In the face of the onslaught of environmentally-motivated communications from producers striving to capitalize on this green wave, it’s no surprise that 43% of consumers don’t trust the environmental messages peddled by brands. , according to the Spanish consumer group OCU. This skepticism is justified – and companies are looking for ways to communicate their environmental commitments formally and reliably. For businesses wanting to trust each other, climate display seems like the perfect answer. And perhaps too decentralized: currently, the Ecolabel index monitors more than 450 climate labels.
Another organization has been announced: Carbon labeling package, the recently launched initiative to introduce a climate-friendly labeling system in Germany is the result of four major players in the German food landscape: Oatly, Frosta, Mymuesli and Nestlé Germany. Environmental NGOs German Zero and Global Impact Alliance joined the campaign, giving much needed credibility to the project.
While the German media present this initiative as a win for the climate action, there is reason to believe that it must be interpreted as another insidious example of greenwashing. Oatly and Nestlé recently suffered from PR issues related to the infamous climate villain’s investment in the former black stone in 2020 and the long and damning record of the latter environmental and human rights violations. This project provides them with much needed positive press.
The initiative is based on Oatly’s push for the German government to introduce climate food labels last year, a call echoed by the German Science Advisory Council on Agricultural Policy, Flooding and Consumer Health (WBAE), which also recommended that the state introduce mandatory climate labeling more generally.

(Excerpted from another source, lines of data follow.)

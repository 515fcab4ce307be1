//! Case types offered by the interview and their scenario descriptions.

use std::str::FromStr;

use serde::{Deserialize, Serialize};
use strum::{Display, EnumIter, IntoEnumIterator, IntoStaticStr};

use crate::error::{CoachError, Result};

/// The fixed set of case interview types.
///
/// Each variant carries the description handed to the scenario prompt. The set
/// is closed: there is no fallback description for unknown labels.
#[derive(
    Debug,
    Clone,
    Copy,
    PartialEq,
    Eq,
    Hash,
    Serialize,
    Deserialize,
    Display,
    EnumIter,
    IntoStaticStr,
)]
pub enum CaseType {
    #[strum(serialize = "Market Entry")]
    #[serde(rename = "Market Entry")]
    MarketEntry,
    #[strum(serialize = "Profitability")]
    #[serde(rename = "Profitability")]
    Profitability,
    #[strum(serialize = "Growth Strategy")]
    #[serde(rename = "Growth Strategy")]
    GrowthStrategy,
    #[strum(serialize = "Mergers and Acquisitions")]
    #[serde(rename = "Mergers and Acquisitions")]
    MergersAndAcquisitions,
}

impl CaseType {
    /// Human-readable label, e.g. `Market Entry`.
    pub fn label(self) -> &'static str {
        self.into()
    }

    /// Command-line friendly alias, e.g. `market-entry`.
    pub fn slug(self) -> &'static str {
        match self {
            Self::MarketEntry => "market-entry",
            Self::Profitability => "profitability",
            Self::GrowthStrategy => "growth-strategy",
            Self::MergersAndAcquisitions => "mergers-and-acquisitions",
        }
    }

    /// The instruction describing what kind of scenario to generate.
    pub fn description(self) -> &'static str {
        match self {
            Self::MarketEntry => {
                "Generate a realistic market entry scenario where a company is considering \
                 entering a new geographical or product market. Consider factors like market \
                 size, competition, entry barriers, and regulatory environment."
            }
            Self::Profitability => {
                "Generate a realistic profitability case scenario where a company is \
                 experiencing declining profits. The scenario should involve analysis of \
                 revenue streams, cost structures, and market trends to determine why profits \
                 are falling and suggest improvements."
            }
            Self::GrowthStrategy => {
                "Generate a realistic growth strategy case scenario where a company is \
                 exploring ways to increase revenue or market share. Consider opportunities \
                 for new markets, customer segments, or product lines."
            }
            Self::MergersAndAcquisitions => {
                "Generate a realistic M&A case scenario where a company is evaluating the \
                 potential acquisition of another company. Consider synergies, valuation, \
                 cultural fit, and integration challenges."
            }
        }
    }

    /// Returns every case type in display order.
    pub fn all() -> Vec<Self> {
        Self::iter().collect()
    }

    /// Resolves a label or slug, ignoring ASCII case and surrounding whitespace.
    pub fn from_label(label: &str) -> Result<Self> {
        let wanted = label.trim();
        Self::iter()
            .find(|case| {
                case.label().eq_ignore_ascii_case(wanted) || case.slug().eq_ignore_ascii_case(wanted)
            })
            .ok_or_else(|| CoachError::invalid_case_type(label))
    }

    pub(crate) fn expected_labels() -> String {
        Self::iter()
            .map(Self::label)
            .collect::<Vec<_>>()
            .join(", ")
    }
}

impl FromStr for CaseType {
    type Err = CoachError;

    fn from_str(s: &str) -> Result<Self> {
        Self::from_label(s)
    }
}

Instead of creating a separate carbon label, the German government stressed that it supports the EU’s regulatory plans and “aims to create a label that brings together previous systems», With reference to the organic, regional, animal welfare and Nutriscore labeling systems that already exist. The fact that existing efforts are underway raises the question of whether or not Together for Carbon Labeling is just a publicity stunt intended to redeem the reputation of some of these brands with consumers – and earn them a seat at the table. regulatory in the future.
A similar move towards climate display has also recently taken off in the French food industry with the Eco-Score – also initiated by French companies. Last spring, European retailers Lidl and Colruyt announced that they would test the labeling system on their products.
Since the climate crisis is not likely to end soon, consumer choices will continue to shift towards environmentally friendly products – and unregulated eco-friendly messages. Until a government-approved climate labeling standard is set, we can expect more business-inspired green labeling initiatives to proliferate.
Perhaps there is an end in sight: the EU has announced that it will advance a “eco-label” strategy in 2024.